I’ve read a number of Coban’s books (8 I think) and the ones narrated by Scott Brick are almost over-the-top with suspense what with Coban’s storytelling talents and Brick’s ability to make any string of words sound suspenseful, but they’re usually fun.
In this one from 2008 (which makes it a bit dated in terms of the technology involved) the interwoven threads revolve around children and families and what parents will almost always do to protect them. The story opens with the vicious murder of a woman whose body is then left in the back alley of a red-light district – she’s dressed the part of a hooker. The cops won’t suspect who she really is.
by Harlan Coben
2008 / 444 pages
read by Scott Brick 12h 3m
rating: A / crime-suspense
Next we get a scene switch to the comfortable home of Dr Mike Baye, his wife Tia (an attorney), and their children Adam and Jill, ages 16 and 10 respectively. Adam’s friend Spenser has recently committed suicide so Mike and Tia are worried about Adam.

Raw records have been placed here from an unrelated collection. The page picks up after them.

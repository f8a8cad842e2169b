use std::{net::SocketAddr, sync::Arc};

use clap::Parser;
use tokio_util::sync::CancellationToken;

use agentmesh_node::{
    api::{self, ApiState},
    config::Config,
    identity::NodeIdentity,
    network::{self, SwarmTransport},
    node::MeshNode,
};
use agentmesh_resolver::{AggregatorResolver, IdentityResolver, NoopResolver, SatiRegistry};

#[tokio::main]
async fn main() -> anyhow::Result<()> {
    tracing_subscriber::fmt()
        .with_env_filter(
            tracing_subscriber::EnvFilter::try_from_default_env()
                .unwrap_or_else(|_| tracing_subscriber::EnvFilter::new("agentmesh_node=info,libp2p=warn")),
        )
        .init();

    let config = Config::parse();
    let node_config = config.node_config()?;
    let identity = NodeIdentity::load_or_generate(&config.keypair_path)?;

    let resolver: Arc<dyn IdentityResolver> = match &config.aggregator_url {
        Some(url) => {
            let sati = config.rpc_url.as_deref().map(SatiRegistry::new);
            Arc::new(AggregatorResolver::new(url, sati)?)
        }
        None => {
            tracing::info!("No aggregator configured; chain reputation disabled");
            Arc::new(NoopResolver)
        }
    };

    let swarm = network::build_swarm(
        identity.libp2p_keypair.clone(),
        config.listen_addr.clone(),
        &config.bootstrap,
    )?;

    // Full multiaddr so operators can hand it out as a bootstrap address.
    tracing::info!(
        peer_id = %swarm.local_peer_id(),
        listen  = %config.listen_addr,
        "agentmesh bootstrap multiaddr: {}/p2p/{}",
        config.listen_addr,
        swarm.local_peer_id(),
    );

    let cancel = CancellationToken::new();
    let (node, handle) = MeshNode::new(node_config, &identity, resolver, cancel.clone());

    if let Some(addr) = &config.api_addr {
        let addr: SocketAddr = addr
            .parse()
            .map_err(|e| anyhow::anyhow!("invalid api_addr {addr}: {e}"))?;
        let state = ApiState { node: handle.clone() };
        tokio::spawn(async move {
            if let Err(e) = api::serve(state, addr).await {
                tracing::error!("{e}");
            }
        });
    }

    let shutdown = cancel.clone();
    tokio::spawn(async move {
        match tokio::signal::ctrl_c().await {
            Ok(()) => {
                tracing::info!("Ctrl-C received");
                shutdown.cancel();
            }
            Err(e) => tracing::warn!("Ctrl-C handler unavailable: {e}"),
        }
    });

    node.run(SwarmTransport::new(swarm)).await
}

They put a tracker on his computer.
Then there are the parents of the boy who died. His parents are filled with incredible grief – Betsy Hill can’t/won’t get over it. Other scenarios include a girl and her single father – the girl has been dissed by a teacher at school; the teacher’s wife and family; a very ill young boy whose parents are seeking an organ donor for him; another dead woman and her family; the murderers and their problems; the cops who are looking for the murderers; a teen-age hang-out and its proprietors.
For a crime writer who uses quite a lot of violence, Coben creates some really good characters, but there are so many of them they’re hard to keep straight. On the other hand, by the time I did get them straight, I I didn’t want the story to end. Also he takes on some themes in his writing – the interwoven threads are connected by children and their parents who desire to protect them.
And with all the intertwined plot threads the tension stays way up and there are some real corkscrew twists all the way to the end.
I guess it may not be his best novel but it’s a goodie.